Having successfully concluded deals for semis at higher prices, Indian integrated steel mills have been aggressively increasing tonnages on offer during the past week, leveraging the sustained buying interest particularly among Chinese customers, SteelOrbis has learned on Wednesday, May 20.
The traders said that, having significantly reduced conversion to rebar, most steel mills have been banking on export of semis - billets, blooms and slabs - to economically maintain plant capacity utilizations at lower levels even as the domestic sales and market outlook remains extremely negative.
Ex-India billet export prices in deals increased by $2-5/mt to $365-370/mt FOB last week and at least one new transaction has been heard at a higher level, at above $375/mt FOB, this week.
Market sources said that the a billet export tender for 30,000 mt received highest bids in the range of $365-368/mt FOB from China. Also, in the middle of last week, another mill sold a billet cargo at slightly below $370/mt FOB.

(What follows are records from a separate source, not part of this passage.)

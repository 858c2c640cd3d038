//! Strongly-typed identifiers for domain entities.
//!
//! These prevent mixing up IDs from different contexts.

use serde::{Deserialize, Serialize};
use std::fmt;

macro_rules! define_id {
    ($name:ident, $doc:expr) => {
        #[doc = $doc]
        #[derive(Debug, Clone, PartialEq, Eq, Hash, Serialize, Deserialize)]
        #[serde(transparent)]
        pub struct $name(String);

        impl $name {
            /// Create a new identifier from a string.
            #[must_use]
            pub fn new(value: impl Into<String>) -> Self {
                Self(value.into())
            }

            /// Generate a new unique identifier using UUID v4.
            #[must_use]
            pub fn generate() -> Self {
                Self(uuid::Uuid::new_v4().to_string())
            }

            /// Get the inner string value.
            #[must_use]
            pub fn as_str(&self) -> &str {
                &self.0
            }

            /// Consume and return the inner string.
            #[must_use]
            pub fn into_inner(self) -> String {
                self.0
            }
        }

        impl fmt::Display for $name {
            fn fmt(&self, f: &mut fmt::Formatter<'_>) -> fmt::Result {
                write!(f, "{}", self.0)
            }
        }

        impl AsRef<str> for $name {
            fn as_ref(&self) -> &str {
                &self.0
            }
        }

        impl From<String> for $name {
            fn from(value: String) -> Self {
                Self(value)
            }
        }

        impl From<&str> for $name {
            fn from(value: &str) -> Self {
                Self(value.to_string())
            }
        }
    };
}

define_id!(UserId, "Unique identifier for a platform user.");
define_id!(OfferId, "Unique identifier for an OTC offer.");
define_id!(OptionId, "Unique identifier for an OTC option contract.");
define_id!(
    PaymentId,
    "Unique identifier for a tracked payment (saga instance)."
);
define_id!(EntryId, "Unique identifier for a portfolio entry.");
define_id!(
    GatewayRef,
    "Banking gateway's identifier for a dispatched payment."
);
#[cfg(test)]
mod tests {
    use super::*;
    use crate::test_helpers::{exif_tiff, jpeg_bytes, png_bytes};

    fn exif_app1(tiff: Vec<u8>) -> MetadataBlock {
        let mut payload = EXIF_HEADER.to_vec();
        payload.extend(tiff);
        MetadataBlock::JpegSegment {
            marker: APP1,
            payload,
        }
    }

    #[test]
    fn read_dimensions_little_endian() {
        let blocks = vec![exif_app1(exif_tiff(1000, 800, false))];
        assert_eq!(pixel_dimensions(&blocks), Some((1000, 800)));
    }

    #[test]
    fn read_dimensions_big_endian() {
        let blocks = vec![MetadataBlock::PngChunk {
            kind: *b"eXIf",
            data: exif_tiff(4000, 3000, true),
        }];
        assert_eq!(pixel_dimensions(&blocks), Some((4000, 3000)));
    }

    #[test]
    fn set_dimensions_rewrites_short_values() {
        for big_endian in [false, true] {
            let mut blocks = vec![exif_app1(exif_tiff(1000, 800, big_endian))];
            assert!(set_pixel_dimensions(&mut blocks, ImageKind::Jpeg, 750, 600));
            assert_eq!(pixel_dimensions(&blocks), Some((750, 600)));
        }
    }

    #[test]
    fn set_dimensions_widens_to_long() {
        let mut blocks = vec![exif_app1(exif_tiff(10, 10, false))];
        assert!(set_pixel_dimensions(&mut blocks, ImageKind::Jpeg, 70_000, 5));
        assert_eq!(pixel_dimensions(&blocks), Some((70_000, 5)));
    }

    /// Little-endian TIFF whose EXIF IFD holds only `ExifVersion`.
    fn tiff_without_pixel_tags() -> Vec<u8> {
        let mut tiff = b"II\x2a\x00\x08\x00\x00\x00".to_vec();
        // IFD0: EXIF pointer to 26
        tiff.extend([0x01, 0x00]);
        tiff.extend([0x69, 0x87, 0x04, 0x00, 0x01, 0x00, 0x00, 0x00, 0x1A, 0x00, 0x00, 0x00]);
        tiff.extend([0x00; 4]);
        // EXIF IFD: ExifVersion, UNDEFINED x4, "0231"
        tiff.extend([0x01, 0x00]);
        tiff.extend([0x00, 0x90, 0x07, 0x00, 0x04, 0x00, 0x00, 0x00]);
        tiff.extend(b"0231");
        tiff.extend([0x00; 4]);
        tiff
    }

    /// Little-endian TIFF whose IFD0 holds only `Orientation` = 6.
    fn tiff_without_exif_pointer() -> Vec<u8> {
        let mut tiff = b"II\x2a\x00\x08\x00\x00\x00".to_vec();
        tiff.extend([0x01, 0x00]);
        tiff.extend([0x12, 0x01, 0x03, 0x00, 0x01, 0x00, 0x00, 0x00, 0x06, 0x00, 0x00, 0x00]);
        tiff.extend([0x00; 4]);
        tiff
    }

    #[test]
    fn set_dimensions_adds_missing_tags_to_exif_ifd() {
        let mut blocks = vec![exif_app1(tiff_without_pixel_tags())];
        assert_eq!(pixel_dimensions(&blocks), None);

        assert!(set_pixel_dimensions(&mut blocks, ImageKind::Jpeg, 750, 600));
        assert_eq!(blocks.len(), 1);
        assert_eq!(pixel_dimensions(&blocks), Some((750, 600)));

        // Existing entries survive the rebuild
        let tiff = Tiff::parse(blocks[0].exif().unwrap()).unwrap();
        let ifd = tiff.exif_ifd().unwrap();
        let version = tiff.find_entry(ifd, 0x9000).unwrap();
        assert_eq!(&tiff.data[version + 8..version + 12], b"0231");
    }

    #[test]
    fn set_dimensions_adds_exif_ifd_when_pointer_missing() {
        let mut blocks = vec![MetadataBlock::PngChunk {
            kind: *b"eXIf",
            data: tiff_without_exif_pointer(),
        }];

        assert!(set_pixel_dimensions(&mut blocks, ImageKind::Png, 70_000, 5));
        assert_eq!(pixel_dimensions(&blocks), Some((70_000, 5)));

        let tiff = Tiff::parse(blocks[0].exif().unwrap()).unwrap();
        let ifd0 = tiff.u32_at(4).unwrap() as usize;
        let orientation = tiff.find_entry(ifd0, 0x0112).unwrap();
        assert_eq!(tiff.entry_value(orientation), Some(6));
    }

    #[test]
    fn set_dimensions_creates_exif_block_for_jpeg() {
        let xmp = MetadataBlock::JpegSegment {
            marker: APP1,
            payload: b"http://ns.adobe.com/xap/1.0/\0<x:xmpmeta/>".to_vec(),
        };
        let mut blocks = vec![xmp.clone()];

        assert!(set_pixel_dimensions(&mut blocks, ImageKind::Jpeg, 640, 480));
        assert_eq!(blocks.len(), 2);
        assert!(blocks[0].exif().is_some());
        assert_eq!(blocks[1], xmp);
        assert_eq!(pixel_dimensions(&blocks), Some((640, 480)));
    }

    #[test]
    fn set_dimensions_creates_exif_chunk_for_png() {
        let mut blocks = Vec::new();

        assert!(set_pixel_dimensions(&mut blocks, ImageKind::Png, 12, 6));
        assert!(matches!(&blocks[..], [MetadataBlock::PngChunk { kind, .. }] if kind == b"eXIf"));
        assert_eq!(pixel_dimensions(&blocks), Some((12, 6)));

        // The new chunk embeds into a file the decoder still accepts
        let with_meta = embed_metadata(png_bytes(12, 6), ImageKind::Png, &blocks);
        assert_eq!(pixel_dimensions(&read_metadata(&with_meta, ImageKind::Png)), Some((12, 6)));
        assert!(image::load_from_memory(&with_meta).is_ok());
    }

    #[test]
    fn set_dimensions_without_container_adds_nothing() {
        let mut blocks = Vec::new();
        assert!(!set_pixel_dimensions(&mut blocks, ImageKind::Other, 1, 1));
        assert!(blocks.is_empty());
    }

    #[test]
    fn set_dimensions_on_garbage_is_noop() {
        let mut blocks = vec![exif_app1(b"not a tiff at all".to_vec())];
        assert!(!set_pixel_dimensions(&mut blocks, ImageKind::Jpeg, 1, 1));
        assert_eq!(pixel_dimensions(&blocks), None);
    }

    #[test]
    fn truncated_exif_ifd_is_noop() {
        let mut tiff = exif_tiff(1000, 800, false);
        tiff.truncate(30);
        let mut blocks = vec![exif_app1(tiff)];
        assert!(!set_pixel_dimensions(&mut blocks, ImageKind::Jpeg, 1, 1));
    }

    #[test]
    fn jpeg_embed_then_read_finds_segments() {
        let encoded = jpeg_bytes(16, 8);
        let blocks = vec![
            exif_app1(exif_tiff(16, 8, false)),
            MetadataBlock::JpegSegment {
                marker: APP13,
                payload: b"Photoshop 3.0\0".to_vec(),
            },
        ];

        let with_meta = embed_metadata(encoded, ImageKind::Jpeg, &blocks);
        assert_eq!(read_metadata(&with_meta, ImageKind::Jpeg), blocks);
        // Still a decodable JPEG
        let img = image::load_from_memory(&with_meta).unwrap();
        assert_eq!((img.width(), img.height()), (16, 8));
    }

    #[test]
    fn jpeg_embed_keeps_jfif_first() {
        let encoded = jpeg_bytes(8, 8);
        let had_app0 = encoded[3] == APP0;
        let with_meta = embed_metadata(
            encoded,
            ImageKind::Jpeg,
            &[exif_app1(exif_tiff(8, 8, false))],
        );
        if had_app0 {
            assert_eq!(with_meta[3], APP0);
        } else {
            assert_eq!(with_meta[3], APP1);
        }
    }

    #[test]
    fn jpeg_read_skips_jfif_and_stops_at_scan() {
        let blocks = read_metadata(&jpeg_bytes(8, 8), ImageKind::Jpeg);
        assert!(blocks.is_empty());
    }

    #[test]
    fn png_embed_then_read_finds_chunks() {
        let encoded = png_bytes(12, 6);
        let blocks = vec![
            MetadataBlock::PngChunk {
                kind: *b"eXIf",
                data: exif_tiff(12, 6, true),
            },
            MetadataBlock::PngChunk {
                kind: *b"tEXt",
                data: b"Author\0Someone".to_vec(),
            },
        ];

        let with_meta = embed_metadata(encoded, ImageKind::Png, &blocks);
        assert_eq!(read_metadata(&with_meta, ImageKind::Png), blocks);
        // CRCs must be valid for the decoder to accept the file
        let img = image::load_from_memory(&with_meta).unwrap();
        assert_eq!((img.width(), img.height()), (12, 6));
    }

    #[test]
    fn png_crc_matches_reference() {
        // CRC of an empty IEND chunk is fixed by the PNG spec
        assert_eq!(png_crc(b"IEND", &[]), 0xAE42_6082);
    }

    #[test]
    fn embed_into_wrong_format_is_unchanged() {
        let png = png_bytes(4, 4);
        let blocks = vec![exif_app1(exif_tiff(4, 4, false))];
        assert_eq!(embed_metadata(png.clone(), ImageKind::Jpeg, &blocks), png);
    }

    #[test]
    fn read_metadata_of_garbage_is_empty() {
        assert!(read_metadata(b"hello", ImageKind::Jpeg).is_empty());
        assert!(read_metadata(b"hello", ImageKind::Png).is_empty());
        assert!(read_metadata(b"hello", ImageKind::Other).is_empty());
    }
}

An eastern India-based private steel mill has concluded a billet export tender for 45,000 mt for early July delivery at $369/mt FOB with a Singapore-based Chinese trader, with sources claiming that the mill had already started negotiating a ‘follow-on’ booking for an additional 35,000 mt for July delivery.
In just over the past three working days, the number of export tenders floated by steel mills has witnessed an increase along with tonnages on offer. Sources said that Steel Authority of India Limited (SAIL) has floated an export tender of 20,000 mt of billet along with a tender offering 40,000 mt of bloom. On an earlier date in the past week, SAIL had floated an export tender of 30,000 mt of slab.
Rashtriya Ispat Nigam Limited (RINL) has announced spot export sales of 60,000 mt of blooms, which sources said was one of the largest export volumes in recent months by a state-run steel mill. According to the sources, the decision to resort to spot sales was ‘unusual’ for government-run companies and this is an indication of producers moving in fast to leverage current strong prices of semis and liquidate excess inventories in lieu of rebar conversions.
There has been a report in the market that a new deal for ex-India billet has been signed at about $390/mt CFR, which corresponds to $375-378/mt FOB, though it has not been confirmed by the seller’s side by the time of publication. Nevertheless, most sources believe that it is the tradable value for Indian billet now in China, as mills are targeting $390-395/mt CFR and suppliers from other countries have already managed to achieve higher deal prices.
“Chinese buyers can absorb higher prices. But delivery timelines are key to competitiveness. Indians steel mills can ensure faster deliveries compared to ex-CIS or ex-Iran billets, which will be key in our ability to keep increasing export prices in small increments,” a billet exporter told SteelOrbis.